On n’a pas oublié les dribbles, les explosions de joie et le look tout à fait particulier d’Adekanmi Olufade. Entre décembre 2000 et mai 2001, il fit merveille à Lokeren : 13 matches joués, sept buts et trois assists. Ensuite, on avait un peu perdu sa trace. Il fut vendu à Lille pour un pactole mais y fut rarement aligné. Et, la saison dernière, c’est à Nice qu’il poursuivit sa traversée du désert.

Aujourd’hui, le Togolais veut prendre un nouveau départ. Prêté par Lille à Charleroi pour un an, il a soif de revanche. Un seul de ses compatriotes a déjà porté le maillot du Sporting : Atty Affo, qui fut Zèbre entre 1988 et 1995.

Adekanmi Olufade : Affo s’est installé définitivement dans la région de Charleroi et je suis souvent en contact avec lui. Il a été mon premier point de repère quand je suis arrivé. Je me souviens très bien de ses années de joueur : il était une vraie star au Togo quand il jouait ici.

Quelle est l’origine de votre prénom ?

Il a une connotation royale. Mon grand-père a acheté, il y a bien longtemps, la maison où avait vécu le roi du village, au Togo. C’est là que j’ai grandi, entouré de mon père, de ses trois femmes et des 18 enfants qu’il a eus avec elles… Dans la famille, tous les prénoms font référence à ce roi.

Pourrez-vous être efficace aussi rapidement avec Charleroi qu’avec Lokeren autrefois ? Là-bas, vous n’aviez eu besoin que de quelques jours pour être complètement intégré.

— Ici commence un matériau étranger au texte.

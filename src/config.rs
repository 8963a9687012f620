//! Timing and size constants shared by the transport, workflows and
//! emulation loop.
//!
//! Bundled into one module rather than inlined at each call site, following
//! `dfu/config.rs` in the teacher crate.

use std::time::Duration;

/// Serial baud rate for the PN532 in HSU mode.
pub const BAUD_RATE: u32 = 115_200;

/// How long DTR is asserted during [`crate::transport::Transport::open`]'s
/// reset pulse.
pub const OPEN_RESET_ASSERT: Duration = Duration::from_millis(100);

/// How long to wait after releasing DTR during `open`, before flushing.
pub const OPEN_RESET_SETTLE: Duration = Duration::from_millis(1500);

/// DTR assert duration for [`crate::transport::Transport::hard_reset`].
pub const HARD_RESET_ASSERT: Duration = Duration::from_millis(500);

/// Settle time after `hard_reset`'s DTR pulse.
pub const HARD_RESET_SETTLE: Duration = Duration::from_secs(3);

/// Sleep after writing the HSU wake-up preamble, before flushing input.
pub const WAKE_SLEEP: Duration = Duration::from_millis(200);

/// Delay before every `InDataExchange`, giving an emulated peer time to loop
/// back from `TgSetData` to `TgGetData`.
pub const APDU_INTERFRAME_DELAY: Duration = Duration::from_millis(20);

/// Retry delay used by the ISO-DEP leak workaround's single retry.
pub const APDU_RETRY_DELAY: Duration = Duration::from_millis(100);

/// Deadline for a single `InDataExchange` round trip.
pub const APDU_EXCHANGE_TIMEOUT: Duration = Duration::from_secs(2);

/// Deadline for `TgInitAsTarget`, `TgGetData` and `TgSetData` in the
/// emulation loop.
pub const TARGET_COMMAND_TIMEOUT: Duration = Duration::from_secs(2);

/// Consecutive `TgGetData` timeouts tolerated before the emulation loop
/// assumes the reader is gone and re-arms.
pub const TGGET_MAX_CONSECUTIVE_TIMEOUTS: u32 = 3;

/// Soft retries (flush + short delay) attempted before escalating to a hard
/// reset in [`crate::commands::sam_configuration_with_recovery`].
pub const SOFT_RETRY_COUNT: u32 = 3;

/// Delay between soft retries.
pub const SOFT_RETRY_DELAY: Duration = Duration::from_millis(100);

/// Default deadline for most command/response round trips (firmware
/// version, RF configuration, release, power down).
pub const DEFAULT_COMMAND_TIMEOUT: Duration = Duration::from_secs(1);

/// Deadline for `InListPassiveTarget`, which waits out the PN532's internal
/// activation retry budget.
pub const LIST_PASSIVE_TARGET_TIMEOUT: Duration = Duration::from_secs(3);

/// Size of the Vault flat byte-addressable buffer.
pub const VAULT_BUFFER_SIZE: usize = 256;

/// NDEF body read chunk size, matching the default `MLe` advertised in the
/// Capability Container.
pub const NDEF_READ_CHUNK: usize = 59;

/// NDEF body write chunk size ceiling; the effective chunk is
/// `min(MLc, NDEF_WRITE_CHUNK)`.
pub const NDEF_WRITE_CHUNK: usize = 52;

/// Bound on the shared log ring buffer, matching the original Python
/// emulation harness's `collections.deque(maxlen=500)`.
pub const LOG_RING_CAPACITY: usize = 500;

/// Largest NDEF message the Type 4 Tag emulator's CC file will advertise
/// room for (the `maxSize` field of the NDEF-TLV).
pub const NDEF_MAX_MESSAGE_SIZE: usize = 2048;

/// Standard NFC Forum Type 4 NDEF application identifier.
pub const TYPE4_NDEF_AID: [u8; 7] = [0xD2, 0x76, 0x00, 0x00, 0x85, 0x01, 0x01];

/// Proprietary Vault application identifier.
pub const VAULT_AID: [u8; 6] = [0xF0, 0x01, 0x02, 0x03, 0x04, 0x05];

/// Capability Container file id.
pub const CC_FILE_ID: u16 = 0xE103;

/// NDEF file id.
pub const NDEF_FILE_ID: u16 = 0xE104;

J’y avais retrouvé des joueurs que j’avais eus comme coéquipiers en Côte-d’Ivoire : Coulibali et Youla. Ils avaient facilité mon intégration. J’avais aussi eu la chance de trouver, à Lokeren, une ambiance extraordinaire. Et j’avais tout fait pour être directement dans le coup. Pourquoi autant d’Africains échouent-ils en Europe ? Parce qu’ils ne recherchent pas le contact avec leurs nouveaux coéquipiers. Ils se mettent dans un coin et attendent qu’on vienne vers eux. Ce n’est pas la bonne tactique parce que, le plus souvent, on les laisse là où ils sont. Moi, je suis immédiatement allé vers les autres et j’ai mis de l’ambiance dans le groupe. D’ailleurs, tout le monde, à Lokeren, était comme ça. Les Islandais étaient un peu plus froids au départ, mais ils se sont laissé entraîner dans la tourmente, ils se sont pris au jeu. Tout le monde taquinait tout le monde, presque chaque joueur avait un surnom. Il y avait le Président : Zéré. Le Premier Ministre : Bangoura. Et les Opposants… Finalement, c’était fort politique, comme atmosphère (il se marre).

 » Entre le banc en France et la pelouse en Belgique, je n’hésite pas  »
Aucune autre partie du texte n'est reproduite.